On Friday, the five children bike ride to school and stash their bicycles. They put the collar in Tommy's hydration pack before starting to run. Once out of sight of the teachers, they fetch their bikes and ride to the ice cream parlor. Mr Frond spots Gene after his bike chain comes off, and makes Gene run the whole mile next to Large Tommy. Louise, Rudy, Alex and Courtney arrive at the ice cream shop and get one free cone each. Louise decides to give Gene a cone made of their leftovers and carries it while they are riding back. After she gives her brother his cone, Courtney's father Doug stops him and Tommy because he located the collar and thinks his cat is in Tommy's backpack. Courtney convinces him that the cat is at home but Mr. Frond catches the four cycling students and says that they actually have to run the full mile on Saturday while Gene and Tommy finish their run.

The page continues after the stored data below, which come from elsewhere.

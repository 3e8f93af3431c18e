//! Read-only status publication for the dashboard.

use crate::domain::error::TraderError;
use crate::domain::status::EngineStatus;

pub trait StatusPort {
    fn publish(&self, status: &EngineStatus) -> Result<(), TraderError>;
}
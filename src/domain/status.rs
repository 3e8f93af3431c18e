//! Read-only engine snapshot for the dashboard.

use chrono::{DateTime, Utc};
use serde::Serialize;

use crate::domain::metrics::CycleMetrics;
use crate::domain::order::Order;
use crate::domain::portfolio::PortfolioState;
use crate::domain::signal::SignalRecord;

#[derive(Debug, Clone, PartialEq, Serialize)]
pub struct EngineStatus {
    pub account_id: String,
    pub strategy: String,
    pub updated_at: DateTime<Utc>,
    pub cycles_completed: u64,
    pub consecutive_failures: u32,
    pub last_error: Option<String>,
    pub portfolio: Option<PortfolioState>,
    pub recent_signals: Vec<SignalRecord>,
    pub recent_orders: Vec<Order>,
    pub last_cycle: Option<CycleMetrics>,
}

#[cfg(test)]
mod tests {
    use super::*;
    use chrono::TimeZone;

    #[test]
    fn serializes_to_json() {
        let status = EngineStatus {
            account_id: "DU123".into(),
            strategy: "trend_pullback".into(),
            updated_at: Utc.with_ymd_and_hms(2024, 1, 1, 12, 0, 0).unwrap(),
            cycles_completed: 2,
            consecutive_failures: 0,
            last_error: None,
            portfolio: Some(PortfolioState::new(1000.0, 500.0, 1200.0)),
            recent_signals: Vec::new(),
            recent_orders: Vec::new(),
            last_cycle: None,
        };
        let json = serde_json::to_value(&status).unwrap();
        assert_eq!(json["account_id"], "DU123");
        assert_eq!(json["portfolio"]["peak_equity"], 1200.0);
        assert!(json["last_cycle"].is_null());
        assert_eq!(json["updated_at"], "2024-01-01T12:00:00Z");
    }
}
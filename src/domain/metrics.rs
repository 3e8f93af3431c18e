//! Per-cycle counters and timing.

use chrono::{DateTime, Utc};
use serde::Serialize;
use std::time::Duration;
use tracing::info;

#[derive(Debug, Clone, Default, PartialEq, Serialize)]
pub struct CycleMetrics {
    pub cycle: u64,
    pub started_at: Option<DateTime<Utc>>,
    pub tickers_screened: u32,
    pub signals_generated: u32,
    pub signals_accepted: u32,
    pub signals_rejected: u32,
    pub orders_placed: u32,
    pub orders_failed: u32,
    pub exits_triggered: u32,
    /// Per-ticker errors that did not fail the cycle.
    pub errors: u32,
    #[serde(serialize_with = "serialize_millis")]
    pub duration: Duration,
}

impl CycleMetrics {
    pub fn start(cycle: u64, at: DateTime<Utc>) -> Self {
        CycleMetrics {
            cycle,
            started_at: Some(at),
            ..Default::default()
        }
    }

    pub fn finish(&mut self, at: DateTime<Utc>) {
        if let Some(start) = self.started_at {
            self.duration = (at - start).to_std().unwrap_or(Duration::ZERO);
        }
    }

    pub fn log(&self) {
        info!(
            cycle = self.cycle,
            tickers = self.tickers_screened,
            signals = self.signals_generated,
            accepted = self.signals_accepted,
            rejected = self.signals_rejected,
            orders_placed = self.orders_placed,
            orders_failed = self.orders_failed,
            exits = self.exits_triggered,
            errors = self.errors,
            duration_ms = self.duration.as_millis() as u64,
            "cycle complete"
        );
    }
}

fn serialize_millis<S: serde::Serializer>(d: &Duration, s: S) -> Result<S::Ok, S::Error> {
    s.serialize_u64(d.as_millis() as u64)
}
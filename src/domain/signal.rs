//! Trade signals and their per-cycle outcomes.

use chrono::{DateTime, Utc};
use serde::Serialize;
use std::collections::VecDeque;
use std::fmt;

#[derive(Debug, Clone, Copy, PartialEq, Eq, Serialize)]
#[serde(rename_all = "snake_case")]
pub enum Direction {
    Long,
    Short,
    None,
}

impl fmt::Display for Direction {
    fn fmt(&self, f: &mut fmt::Formatter<'_>) -> fmt::Result {
        match self {
            Direction::Long => write!(f, "long"),
            Direction::Short => write!(f, "short"),
            Direction::None => write!(f, "none"),
        }
    }
}

#[derive(Debug, Clone, Copy, PartialEq, Eq, Serialize)]
#[serde(rename_all = "snake_case")]
pub enum ExitReason {
    StopLoss,
    TakeProfit,
}

impl fmt::Display for ExitReason {
    fn fmt(&self, f: &mut fmt::Formatter<'_>) -> fmt::Result {
        match self {
            ExitReason::StopLoss => write!(f, "stop_loss"),
            ExitReason::TakeProfit => write!(f, "take_profit"),
        }
    }
}

#[derive(Debug, Clone, Copy, PartialEq, Eq, Serialize)]
#[serde(rename_all = "snake_case", tag = "kind", content = "reason")]
pub enum Intent {
    Open,
    Close(ExitReason),
}

/// A directional trade instruction for one ticker, valid for one cycle.
#[derive(Debug, Clone, PartialEq, Serialize)]
pub struct Signal {
    pub id: String,
    pub ticker: String,
    pub direction: Direction,
    pub intent: Intent,
    pub strength: f64,
    pub reference_price: f64,
    /// Price the entry order is placed at. Equal to `reference_price`
    /// unless the strategy asks for a resting limit below the market.
    pub limit_price: f64,
    pub stop_price: f64,
    pub target_price: f64,
    pub timestamp: DateTime<Utc>,
}

impl Signal {
    /// A "no trade" signal.
    pub fn none(ticker: &str, reference_price: f64, timestamp: DateTime<Utc>) -> Self {
        Signal {
            id: new_signal_id(),
            ticker: ticker.to_string(),
            direction: Direction::None,
            intent: Intent::Open,
            strength: 0.0,
            reference_price,
            limit_price: reference_price,
            stop_price: 0.0,
            target_price: 0.0,
            timestamp,
        }
    }

    /// An exit instruction for an existing position.
    pub fn close(
        ticker: &str,
        position_quantity: i64,
        reason: ExitReason,
        price: f64,
        timestamp: DateTime<Utc>,
    ) -> Self {
        // Closing a long sells, closing a short buys; `direction` records
        // the side of the position being closed.
        let direction = if position_quantity >= 0 {
            Direction::Long
        } else {
            Direction::Short
        };
        Signal {
            id: new_signal_id(),
            ticker: ticker.to_string(),
            direction,
            intent: Intent::Close(reason),
            strength: 1.0,
            reference_price: price,
            limit_price: price,
            stop_price: 0.0,
            target_price: 0.0,
            timestamp,
        }
    }

    /// Price the order for this signal is sized and placed at.
    pub fn entry_price(&self) -> f64 {
        if self.limit_price > 0.0 {
            self.limit_price
        } else {
            self.reference_price
        }
    }

    pub fn is_actionable(&self) -> bool {
        self.direction != Direction::None
    }

    pub fn is_entry(&self) -> bool {
        self.is_actionable() && self.intent == Intent::Open
    }

    pub fn is_exit(&self) -> bool {
        matches!(self.intent, Intent::Close(_))
    }
}

pub fn new_signal_id() -> String {
    uuid::Uuid::new_v4().to_string()
}

/// Why the risk manager refused an entry.
#[derive(Debug, Clone, Copy, PartialEq, Eq, Serialize)]
#[serde(rename_all = "snake_case")]
pub enum RejectReason {
    DrawdownExceeded,
    PositionLimitReached,
    PriceTooLow,
    SizeBelowMinimum,
    SignalInvalidated,
}

impl fmt::Display for RejectReason {
    fn fmt(&self, f: &mut fmt::Formatter<'_>) -> fmt::Result {
        let s = match self {
            RejectReason::DrawdownExceeded => "drawdown exceeded",
            RejectReason::PositionLimitReached => "position limit reached",
            RejectReason::PriceTooLow => "price too low",
            RejectReason::SizeBelowMinimum => "size below minimum",
            RejectReason::SignalInvalidated => "signal invalidated",
        };
        write!(f, "{s}")
    }
}

#[derive(Debug, Clone, PartialEq, Serialize)]
#[serde(rename_all = "snake_case", tag = "outcome")]
pub enum SignalOutcome {
    Accepted { allocation: f64, quantity: i64 },
    Rejected { reason: RejectReason },
    Skipped { reason: String },
}

#[derive(Debug, Clone, PartialEq, Serialize)]
pub struct SignalRecord {
    pub signal: Signal,
    pub outcome: SignalOutcome,
}

/// Fixed-capacity history of signal decisions, oldest dropped first.
#[derive(Debug, Clone)]
pub struct SignalJournal {
    capacity: usize,
    records: VecDeque<SignalRecord>,
}

impl SignalJournal {
    pub fn new(capacity: usize) -> Self {
        SignalJournal {
            capacity: capacity.max(1),
            records: VecDeque::new(),
        }
    }

    pub fn record(&mut self, signal: Signal, outcome: SignalOutcome) {
        if self.records.len() == self.capacity {
            self.records.pop_front();
        }
        self.records.push_back(SignalRecord { signal, outcome });
    }

    /// Re-label an earlier decision, e.g. when its order is abandoned.
    /// Returns false if the signal has already aged out.
    pub fn mark_skipped(&mut self, signal_id: &str, reason: &str) -> bool {
        match self.records.iter_mut().rev().find(|r| r.signal.id == signal_id) {
            Some(record) => {
                record.outcome = SignalOutcome::Skipped {
                    reason: reason.to_string(),
                };
                true
            }
            None => false,
        }
    }

    pub fn find(&self, signal_id: &str) -> Option<&SignalRecord> {
        self.records.iter().rev().find(|r| r.signal.id == signal_id)
    }

    pub fn records(&self) -> Vec<SignalRecord> {
        self.records.iter().cloned().collect()
    }

    pub fn len(&self) -> usize {
        self.records.len()
    }

    pub fn is_empty(&self) -> bool {
        self.records.is_empty()
    }
}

At the restaurant, Bob (H. Jon Benjamin) and his wife Linda (John Roberts) call the Wharf Art Center in order to buy discount tickets for a show named Cake 2. Their regular customer Teddy (Larry Murphy) tries to help them and later manages to get two tickets.

== Reception ==
Alasdair Wilkins from the A.V. Club marked the episode with a "B+", saying it works well "that Gene doesn't really make any choices once Mr. Frond catches him and forces him back into the race. He's got to run, so he runs, and he would have stopped if Large Tommy hadn't convinced him that stopping at all would spell catastrophe. He does absolutely end up deciding for himself that he wants to finish the race, but this isn't something the episode has to dig deep inside Gene to justify. Instead, he just goes with the flow long enough that he then realizes he wants to keep doing it, even if that means delaying ice cream or getting back up after Mr. Wheeler stood in his and Tommy's way or just generally trying hard at something for once." He also wrote that "one of the basic building blocks of comedy is surprise. It's not easy for Bob's Burgers to manage that so deep into its run, but this is where all the subtle tweaks to the established status quo offer great little opportunities for gags. Louise is still riding an adult's bike at long last, and she's still way too self-consciously proud of her every little accomplishment, to the point that even Rudy comments on it."

Steven Davis received a nomination for the Writers Guild of America Award for Outstanding Writing in Animation at the 72nd Writers Guild of America Awards for his script to this episode.